(Collected data entries)
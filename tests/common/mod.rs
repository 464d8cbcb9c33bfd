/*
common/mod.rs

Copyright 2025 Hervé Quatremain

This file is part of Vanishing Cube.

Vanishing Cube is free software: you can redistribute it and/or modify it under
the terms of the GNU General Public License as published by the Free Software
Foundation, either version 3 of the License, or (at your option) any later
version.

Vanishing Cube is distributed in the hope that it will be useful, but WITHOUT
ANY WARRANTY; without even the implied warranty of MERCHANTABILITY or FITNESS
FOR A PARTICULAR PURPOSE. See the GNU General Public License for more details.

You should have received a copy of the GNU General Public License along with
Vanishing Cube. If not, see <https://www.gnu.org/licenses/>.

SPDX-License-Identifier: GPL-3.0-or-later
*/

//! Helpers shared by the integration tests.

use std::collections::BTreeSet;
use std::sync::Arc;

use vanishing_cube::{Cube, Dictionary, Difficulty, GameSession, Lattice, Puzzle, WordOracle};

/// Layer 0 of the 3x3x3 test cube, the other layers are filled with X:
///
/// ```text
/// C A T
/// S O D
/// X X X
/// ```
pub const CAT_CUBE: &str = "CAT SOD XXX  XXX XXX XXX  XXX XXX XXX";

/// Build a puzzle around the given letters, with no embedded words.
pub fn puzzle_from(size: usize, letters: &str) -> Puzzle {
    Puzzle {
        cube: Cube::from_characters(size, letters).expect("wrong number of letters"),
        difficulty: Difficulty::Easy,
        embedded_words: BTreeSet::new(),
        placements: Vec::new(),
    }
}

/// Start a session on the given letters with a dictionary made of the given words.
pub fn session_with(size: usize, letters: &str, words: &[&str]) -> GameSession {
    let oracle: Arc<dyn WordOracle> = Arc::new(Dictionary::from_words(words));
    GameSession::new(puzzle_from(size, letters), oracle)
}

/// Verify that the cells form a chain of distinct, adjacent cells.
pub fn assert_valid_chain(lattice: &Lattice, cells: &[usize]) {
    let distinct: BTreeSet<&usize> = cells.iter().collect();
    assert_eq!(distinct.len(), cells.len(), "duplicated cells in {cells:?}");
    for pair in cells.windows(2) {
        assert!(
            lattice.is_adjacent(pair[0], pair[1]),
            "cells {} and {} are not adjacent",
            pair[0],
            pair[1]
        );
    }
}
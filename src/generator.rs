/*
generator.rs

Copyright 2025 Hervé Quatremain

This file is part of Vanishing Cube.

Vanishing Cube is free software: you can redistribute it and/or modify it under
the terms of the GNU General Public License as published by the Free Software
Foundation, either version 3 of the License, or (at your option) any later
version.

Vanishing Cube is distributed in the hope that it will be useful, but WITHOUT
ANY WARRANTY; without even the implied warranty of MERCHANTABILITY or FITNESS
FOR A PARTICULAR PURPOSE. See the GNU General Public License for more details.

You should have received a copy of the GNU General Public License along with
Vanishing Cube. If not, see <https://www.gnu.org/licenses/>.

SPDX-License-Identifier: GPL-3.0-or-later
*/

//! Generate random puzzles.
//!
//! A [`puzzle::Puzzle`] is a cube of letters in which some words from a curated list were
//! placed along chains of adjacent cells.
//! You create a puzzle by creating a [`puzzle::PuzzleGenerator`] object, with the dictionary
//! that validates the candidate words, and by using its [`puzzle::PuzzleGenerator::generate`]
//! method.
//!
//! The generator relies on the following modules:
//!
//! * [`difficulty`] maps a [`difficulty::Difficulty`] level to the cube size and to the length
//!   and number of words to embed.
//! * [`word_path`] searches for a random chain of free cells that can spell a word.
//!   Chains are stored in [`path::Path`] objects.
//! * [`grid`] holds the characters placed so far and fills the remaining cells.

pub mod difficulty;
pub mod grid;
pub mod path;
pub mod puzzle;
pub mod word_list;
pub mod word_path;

**Task goal**
In full and without alteration, transcribe the entries above.

**Exercise output**
filename tests/common/mod.rs
repository 464d8cbcb9c33bfd
/*
common/mod.rs

Copyright 2025 Hervé Quatremain

This file is part of Vanishing Cube.

Vanishing Cube is free software: you can redistribute it and/or modify it under
the terms of the GNU General Public License as published by the Free Software
Foundation, either version 3 of the License, or (at your option) any later
version.

Vanishing Cube is distributed in the hope that it will be useful, but WITHOUT
ANY WARRANTY; without even the implied warranty of MERCHANTABILITY or FITNESS
FOR A PARTICULAR PURPOSE. See the GNU General Public License for more details.

You should have received a copy of the GNU General Public License along with
Vanishing Cube. If not, see <https://www.gnu.org/licenses/>.

SPDX-License-Identifier: GPL-3.0-or-later
*/

//! Helpers shared by the integration tests.

use std::collections::BTreeSet;
use std::sync::Arc;

use vanishing_cube::{Cube, Dictionary, Difficulty, GameSession, Lattice, Puzzle, WordOracle};

/// Layer 0 of the 3x3x3 test cube, the other layers are filled with X:
///
/// ```text
/// C A T
/// S O D
/// X X X
/// ```
pub const CAT_CUBE: &str = "CAT SOD XXX  XXX XXX XXX  XXX XXX XXX";

/// Build a puzzle around the given letters, with no embedded words.
pub fn puzzle_from(size: usize, letters: &str) -> Puzzle {
    Puzzle {
        cube: Cube::from_characters(size, letters).expect("wrong number of letters"),
        difficulty: Difficulty::Easy,
        embedded_words: BTreeSet::new(),
        placements: Vec::new(),
    }
}

/// Start a session on the given letters with a dictionary made of the given words.
pub fn session_with(size: usize, letters: &str, words: &[&str]) -> GameSession {
    let oracle: Arc<dyn WordOracle> = Arc::new(Dictionary::from_words(words));
    GameSession::new(puzzle_from(size, letters), oracle)
}

/// Verify that the cells form a chain of distinct, adjacent cells.
pub fn assert_valid_chain(lattice: &Lattice, cells: &[usize]) {
    let distinct: BTreeSet<&usize> = cells.iter().collect();
    assert_eq!(distinct.len(), cells.len(), "duplicated cells in {cells:?}");
    for pair in cells.windows(2) {
        assert!(
            lattice.is_adjacent(pair[0], pair[1]),
            "cells {} and {} are not adjacent",
            pair[0],
            pair[1]
        );
    }
}
filename src/generator.rs
/*
generator.rs

Copyright 2025 Hervé Quatremain

This file is part of Vanishing Cube.

Vanishing Cube is free software: you can redistribute it and/or modify it under
the terms of the GNU General Public License as published by the Free Software
Foundation, either version 3 of the License, or (at your option) any later
version.

Vanishing Cube is distributed in the hope that it will be useful, but WITHOUT
ANY WARRANTY; without even the implied warranty of MERCHANTABILITY or FITNESS
FOR A PARTICULAR PURPOSE. See the GNU General Public License for more details.

You should have received a copy of the GNU General Public License along with
Vanishing Cube. If not, see <https://www.gnu.org/licenses/>.

SPDX-License-Identifier: GPL-3.0-or-later
*/

//! Generate random puzzles.
//!
//! A [`puzzle::Puzzle`] is a cube of letters in which some words from a curated list were
//! placed along chains of adjacent cells.
//! You create a puzzle by creating a [`puzzle::PuzzleGenerator`] object, with the dictionary
//! that validates the candidate words, and by using its [`puzzle::PuzzleGenerator::generate`]
//! method.
//!
//! The generator relies on the following modules:
//!
//! * [`difficulty`] maps a [`difficulty::Difficulty`] level to the cube size and to the length
//!   and number of words to embed.
//! * [`word_path`] searches for a random chain of free cells that can spell a word.
//!   Chains are stored in [`path::Path`] objects.
//! * [`grid`] holds the characters placed so far and fills the remaining cells.

pub mod difficulty;
pub mod grid;
pub mod path;
pub mod puzzle;
pub mod word_list;
pub mod word_path;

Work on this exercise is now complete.